◆ Problem to work on ◆
Your answer should be one number, the count of lines in the entries holding the word "UsingDecl".

◆ Data section ◆
*-*-*

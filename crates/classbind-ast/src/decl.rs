//! Declaration nodes.
//!
//! A class body is a closed union, [`ClassMemberDecl`], so every pass that
//! walks members matches it exhaustively.

use classbind_core::{ClassKind, Span};

use crate::{AttributeSection, Expr, Ident, Modifiers, QualifiedName, TypeExpr};

// ============================================================================
// Compilation Units and Namespaces
// ============================================================================

/// One parsed source file.
#[derive(Debug, Clone, PartialEq, Default)]
pub struct CompilationUnit {
    /// File name used to attribute diagnostics.
    pub file: String,
    /// File-level `using` directives.
    pub usings: Vec<UsingDecl>,
    /// `[assembly: ...]` and `[module: ...]` sections.
    pub attributes: Vec<AttributeSection>,
    pub items: Vec<Item>,
}

impl CompilationUnit {
    pub fn new(file: impl Into<String>) -> Self {
        Self {
            file: file.into(),
            ..Default::default()
        }
    }

    pub fn with_using(mut self, using: UsingDecl) -> Self {
        self.usings.push(using);
        self
    }

    pub fn with_attributes(mut self, section: AttributeSection) -> Self {
        self.attributes.push(section);
        self
    }

    pub fn with_item(mut self, item: Item) -> Self {
        self.items.push(item);
        self
    }

    /// Add a type in the global namespace.
    pub fn with_type(self, decl: TypeDecl) -> Self {
        self.with_item(Item::Type(decl))
    }
}

/// A namespace or type at file or namespace level.
#[derive(Debug, Clone, PartialEq)]
pub enum Item {
    Namespace(NamespaceDecl),
    Type(TypeDecl),
}

/// A `namespace A.B { ... }` block.
#[derive(Debug, Clone, PartialEq)]
pub struct NamespaceDecl {
    pub name: QualifiedName,
    /// `using` directives at the top of the block.
    pub usings: Vec<UsingDecl>,
    pub items: Vec<Item>,
    pub span: Span,
}

impl NamespaceDecl {
    pub fn new(path: &str) -> Self {
        Self {
            name: QualifiedName::from(path),
            usings: Vec::new(),
            items: Vec::new(),
            span: Span::default(),
        }
    }

    pub fn with_using(mut self, using: UsingDecl) -> Self {
        self.usings.push(using);
        self
    }

    pub fn with_type(mut self, decl: TypeDecl) -> Self {
        self.items.push(Item::Type(decl));
        self
    }

    pub fn with_namespace(mut self, ns: NamespaceDecl) -> Self {
        self.items.push(Item::Namespace(ns));
        self
    }
}

/// A `using` directive.
#[derive(Debug, Clone, PartialEq)]
pub enum UsingDecl {
    /// `using A.B;`
    Namespace { path: QualifiedName, span: Span },
    /// `using X = A.B.C;` aliasing a namespace or a type.
    Alias {
        alias: Ident,
        target: QualifiedName,
        span: Span,
    },
}

impl UsingDecl {
    pub fn namespace(path: &str) -> Self {
        UsingDecl::Namespace {
            path: QualifiedName::from(path),
            span: Span::default(),
        }
    }

    pub fn alias(alias: &str, target: &str) -> Self {
        UsingDecl::Alias {
            alias: Ident::from(alias),
            target: QualifiedName::from(target),
            span: Span::default(),
        }
    }

    pub fn span(&self) -> Span {
        match self {
            UsingDecl::Namespace { span, .. } | UsingDecl::Alias { span, .. } => *span,
        }
    }
}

*-*-*

◆ Answer below ◆
9